From the entries that follow, list every line in which the string "ConfigError" appears.

──────────

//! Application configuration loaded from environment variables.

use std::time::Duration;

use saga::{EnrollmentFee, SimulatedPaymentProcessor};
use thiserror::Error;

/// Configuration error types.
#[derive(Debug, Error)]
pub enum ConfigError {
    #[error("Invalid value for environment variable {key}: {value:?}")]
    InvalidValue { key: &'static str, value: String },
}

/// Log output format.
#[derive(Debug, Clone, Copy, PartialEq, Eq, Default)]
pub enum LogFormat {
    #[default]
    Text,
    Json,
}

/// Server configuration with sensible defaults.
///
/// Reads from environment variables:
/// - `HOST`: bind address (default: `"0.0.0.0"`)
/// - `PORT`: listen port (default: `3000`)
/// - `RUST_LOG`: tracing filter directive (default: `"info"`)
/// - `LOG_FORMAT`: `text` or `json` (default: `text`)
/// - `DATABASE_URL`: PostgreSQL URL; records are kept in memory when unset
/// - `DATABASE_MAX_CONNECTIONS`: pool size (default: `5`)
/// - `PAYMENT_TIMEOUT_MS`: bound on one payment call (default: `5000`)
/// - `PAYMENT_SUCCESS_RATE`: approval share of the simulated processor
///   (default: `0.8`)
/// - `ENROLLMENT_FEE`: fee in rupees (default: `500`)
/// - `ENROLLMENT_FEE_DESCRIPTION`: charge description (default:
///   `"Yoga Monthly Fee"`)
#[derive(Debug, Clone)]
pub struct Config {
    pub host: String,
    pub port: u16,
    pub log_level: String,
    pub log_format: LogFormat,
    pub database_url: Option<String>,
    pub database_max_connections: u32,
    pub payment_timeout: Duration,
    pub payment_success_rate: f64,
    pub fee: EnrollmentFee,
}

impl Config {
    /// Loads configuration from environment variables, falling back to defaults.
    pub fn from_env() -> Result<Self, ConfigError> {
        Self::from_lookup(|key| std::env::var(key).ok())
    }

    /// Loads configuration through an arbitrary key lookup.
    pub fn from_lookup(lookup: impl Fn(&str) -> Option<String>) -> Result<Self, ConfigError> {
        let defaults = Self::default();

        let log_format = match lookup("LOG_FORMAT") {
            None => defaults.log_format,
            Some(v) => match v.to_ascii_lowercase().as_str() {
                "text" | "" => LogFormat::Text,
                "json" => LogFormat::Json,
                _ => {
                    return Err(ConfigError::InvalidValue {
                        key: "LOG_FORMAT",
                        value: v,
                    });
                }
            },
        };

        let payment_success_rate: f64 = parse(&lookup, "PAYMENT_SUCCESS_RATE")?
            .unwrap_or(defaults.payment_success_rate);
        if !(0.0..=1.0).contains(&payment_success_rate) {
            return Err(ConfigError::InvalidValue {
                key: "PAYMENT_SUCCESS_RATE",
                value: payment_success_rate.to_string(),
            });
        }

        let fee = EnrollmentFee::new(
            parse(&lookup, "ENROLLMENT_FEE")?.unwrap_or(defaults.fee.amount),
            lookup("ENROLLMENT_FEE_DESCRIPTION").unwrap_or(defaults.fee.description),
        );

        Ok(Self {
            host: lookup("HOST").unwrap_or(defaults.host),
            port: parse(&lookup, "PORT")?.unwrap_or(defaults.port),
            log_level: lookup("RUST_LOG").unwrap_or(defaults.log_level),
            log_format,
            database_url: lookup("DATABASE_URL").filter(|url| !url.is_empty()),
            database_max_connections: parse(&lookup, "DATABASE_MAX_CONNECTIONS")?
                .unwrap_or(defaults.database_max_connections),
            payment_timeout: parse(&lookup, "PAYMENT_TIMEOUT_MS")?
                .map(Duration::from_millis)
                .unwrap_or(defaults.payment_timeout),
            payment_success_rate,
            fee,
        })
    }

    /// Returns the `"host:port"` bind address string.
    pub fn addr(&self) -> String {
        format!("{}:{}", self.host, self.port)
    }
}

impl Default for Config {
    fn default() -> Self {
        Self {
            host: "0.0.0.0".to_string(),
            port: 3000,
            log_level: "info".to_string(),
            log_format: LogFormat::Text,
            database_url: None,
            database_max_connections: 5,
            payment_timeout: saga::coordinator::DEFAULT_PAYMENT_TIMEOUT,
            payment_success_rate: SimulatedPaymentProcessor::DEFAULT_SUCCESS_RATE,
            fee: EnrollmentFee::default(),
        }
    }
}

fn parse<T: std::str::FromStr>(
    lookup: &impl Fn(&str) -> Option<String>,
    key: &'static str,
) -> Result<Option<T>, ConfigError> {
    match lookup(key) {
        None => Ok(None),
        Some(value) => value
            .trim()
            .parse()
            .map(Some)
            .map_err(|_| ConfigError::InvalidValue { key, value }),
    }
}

──────────

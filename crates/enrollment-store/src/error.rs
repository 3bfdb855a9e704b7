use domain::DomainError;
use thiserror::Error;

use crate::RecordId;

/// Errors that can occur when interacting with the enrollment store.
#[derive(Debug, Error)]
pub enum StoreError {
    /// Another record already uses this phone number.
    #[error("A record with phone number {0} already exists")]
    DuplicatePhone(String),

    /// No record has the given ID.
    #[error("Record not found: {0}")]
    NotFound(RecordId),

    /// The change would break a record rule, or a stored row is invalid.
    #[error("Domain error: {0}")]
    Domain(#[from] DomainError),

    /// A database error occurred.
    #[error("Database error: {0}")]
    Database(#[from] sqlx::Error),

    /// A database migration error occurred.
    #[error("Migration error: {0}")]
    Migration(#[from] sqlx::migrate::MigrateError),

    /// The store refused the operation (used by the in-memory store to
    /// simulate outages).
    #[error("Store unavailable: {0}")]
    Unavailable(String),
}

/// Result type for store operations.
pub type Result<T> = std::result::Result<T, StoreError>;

──────────

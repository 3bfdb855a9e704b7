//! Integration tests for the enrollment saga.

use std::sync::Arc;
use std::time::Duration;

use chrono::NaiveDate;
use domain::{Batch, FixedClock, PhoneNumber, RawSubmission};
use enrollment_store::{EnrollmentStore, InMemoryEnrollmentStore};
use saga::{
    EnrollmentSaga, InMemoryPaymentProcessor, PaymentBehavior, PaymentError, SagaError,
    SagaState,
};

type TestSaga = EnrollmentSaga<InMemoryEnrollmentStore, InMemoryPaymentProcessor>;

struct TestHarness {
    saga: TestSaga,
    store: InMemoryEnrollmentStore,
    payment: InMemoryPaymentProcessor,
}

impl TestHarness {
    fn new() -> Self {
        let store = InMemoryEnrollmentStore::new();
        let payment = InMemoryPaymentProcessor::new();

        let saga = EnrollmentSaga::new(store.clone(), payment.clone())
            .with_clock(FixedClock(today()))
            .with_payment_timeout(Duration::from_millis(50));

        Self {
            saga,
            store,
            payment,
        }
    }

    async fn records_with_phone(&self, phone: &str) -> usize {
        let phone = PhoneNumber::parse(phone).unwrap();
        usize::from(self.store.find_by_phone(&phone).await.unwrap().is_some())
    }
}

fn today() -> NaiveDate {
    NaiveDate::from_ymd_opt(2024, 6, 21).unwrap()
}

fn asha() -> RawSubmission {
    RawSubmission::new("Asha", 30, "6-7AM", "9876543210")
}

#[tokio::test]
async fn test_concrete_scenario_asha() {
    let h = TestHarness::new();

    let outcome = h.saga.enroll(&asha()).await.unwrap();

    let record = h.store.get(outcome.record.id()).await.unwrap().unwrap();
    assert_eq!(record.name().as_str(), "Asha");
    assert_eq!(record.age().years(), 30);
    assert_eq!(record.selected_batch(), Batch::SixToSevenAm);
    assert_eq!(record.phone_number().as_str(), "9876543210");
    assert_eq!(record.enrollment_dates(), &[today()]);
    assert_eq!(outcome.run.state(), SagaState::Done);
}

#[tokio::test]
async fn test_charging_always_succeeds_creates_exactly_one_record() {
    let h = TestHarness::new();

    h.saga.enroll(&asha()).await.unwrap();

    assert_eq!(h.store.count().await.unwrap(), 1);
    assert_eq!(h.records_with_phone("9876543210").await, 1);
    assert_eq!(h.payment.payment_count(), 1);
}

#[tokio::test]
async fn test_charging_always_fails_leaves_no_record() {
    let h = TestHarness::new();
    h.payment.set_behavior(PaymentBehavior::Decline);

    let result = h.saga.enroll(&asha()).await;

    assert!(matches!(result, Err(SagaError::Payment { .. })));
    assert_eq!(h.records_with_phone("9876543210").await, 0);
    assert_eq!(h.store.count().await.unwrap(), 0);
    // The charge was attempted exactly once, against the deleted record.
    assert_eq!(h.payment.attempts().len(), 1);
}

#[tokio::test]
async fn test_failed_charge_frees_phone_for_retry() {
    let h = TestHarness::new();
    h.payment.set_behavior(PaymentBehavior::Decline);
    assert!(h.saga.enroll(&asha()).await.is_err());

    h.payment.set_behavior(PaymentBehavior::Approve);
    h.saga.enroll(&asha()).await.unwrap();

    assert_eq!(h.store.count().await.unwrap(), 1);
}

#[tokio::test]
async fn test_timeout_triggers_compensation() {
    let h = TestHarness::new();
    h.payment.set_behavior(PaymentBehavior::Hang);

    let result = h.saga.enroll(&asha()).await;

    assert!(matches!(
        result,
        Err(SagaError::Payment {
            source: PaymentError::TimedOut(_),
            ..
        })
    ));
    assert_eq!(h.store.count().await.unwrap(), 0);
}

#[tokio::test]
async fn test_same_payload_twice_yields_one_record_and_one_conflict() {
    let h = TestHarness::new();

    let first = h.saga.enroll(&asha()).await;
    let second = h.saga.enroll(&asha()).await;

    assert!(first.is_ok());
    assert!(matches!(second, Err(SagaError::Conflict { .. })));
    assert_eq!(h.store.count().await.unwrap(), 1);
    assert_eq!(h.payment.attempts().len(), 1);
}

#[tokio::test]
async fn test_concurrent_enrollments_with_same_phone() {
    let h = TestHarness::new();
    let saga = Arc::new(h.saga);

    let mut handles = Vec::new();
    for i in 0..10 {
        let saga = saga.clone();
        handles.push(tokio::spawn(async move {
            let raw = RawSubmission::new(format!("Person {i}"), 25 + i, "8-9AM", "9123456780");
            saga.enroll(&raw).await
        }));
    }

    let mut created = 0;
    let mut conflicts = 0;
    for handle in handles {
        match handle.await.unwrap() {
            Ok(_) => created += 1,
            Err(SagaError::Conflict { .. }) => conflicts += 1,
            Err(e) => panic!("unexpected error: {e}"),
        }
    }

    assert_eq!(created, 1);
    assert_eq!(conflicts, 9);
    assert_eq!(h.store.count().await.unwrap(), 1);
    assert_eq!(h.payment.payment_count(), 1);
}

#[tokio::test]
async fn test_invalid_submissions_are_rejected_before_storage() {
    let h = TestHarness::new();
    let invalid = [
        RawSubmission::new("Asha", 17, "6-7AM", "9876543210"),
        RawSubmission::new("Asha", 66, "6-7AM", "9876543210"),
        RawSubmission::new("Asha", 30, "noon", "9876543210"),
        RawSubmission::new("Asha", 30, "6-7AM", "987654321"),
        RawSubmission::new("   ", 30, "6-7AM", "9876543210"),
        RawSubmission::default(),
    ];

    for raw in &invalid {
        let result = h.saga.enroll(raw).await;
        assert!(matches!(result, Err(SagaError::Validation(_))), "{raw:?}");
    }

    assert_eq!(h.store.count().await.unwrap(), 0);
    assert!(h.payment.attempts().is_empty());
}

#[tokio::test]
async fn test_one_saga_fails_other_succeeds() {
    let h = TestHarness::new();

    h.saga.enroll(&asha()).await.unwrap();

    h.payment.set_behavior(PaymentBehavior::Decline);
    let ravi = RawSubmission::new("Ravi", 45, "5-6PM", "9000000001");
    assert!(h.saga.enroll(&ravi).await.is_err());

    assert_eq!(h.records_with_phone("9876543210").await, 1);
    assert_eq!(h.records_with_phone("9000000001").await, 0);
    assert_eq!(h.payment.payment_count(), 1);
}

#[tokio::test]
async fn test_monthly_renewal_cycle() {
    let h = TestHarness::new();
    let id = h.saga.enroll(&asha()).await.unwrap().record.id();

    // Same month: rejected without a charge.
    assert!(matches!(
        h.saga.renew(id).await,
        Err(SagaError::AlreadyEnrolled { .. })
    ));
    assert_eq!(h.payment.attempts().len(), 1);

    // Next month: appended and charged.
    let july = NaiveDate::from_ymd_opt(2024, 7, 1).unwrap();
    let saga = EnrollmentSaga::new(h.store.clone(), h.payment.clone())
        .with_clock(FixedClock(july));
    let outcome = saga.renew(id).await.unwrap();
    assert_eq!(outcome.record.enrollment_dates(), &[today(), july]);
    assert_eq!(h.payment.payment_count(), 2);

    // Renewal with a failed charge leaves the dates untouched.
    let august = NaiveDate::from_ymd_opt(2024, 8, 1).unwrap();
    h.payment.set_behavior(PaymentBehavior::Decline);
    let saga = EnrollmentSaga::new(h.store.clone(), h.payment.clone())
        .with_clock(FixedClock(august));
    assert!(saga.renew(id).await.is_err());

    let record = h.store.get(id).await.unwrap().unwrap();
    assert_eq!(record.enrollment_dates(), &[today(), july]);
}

──────────

▶ _Answer_
pub enum ConfigError {
    pub fn from_env() -> Result<Self, ConfigError> {
    pub fn from_lookup(lookup: impl Fn(&str) -> Option<String>) -> Result<Self, ConfigError> {
                    return Err(ConfigError::InvalidValue {
            return Err(ConfigError::InvalidValue {
) -> Result<Option<T>, ConfigError> {
            .map_err(|_| ConfigError::InvalidValue { key, value }),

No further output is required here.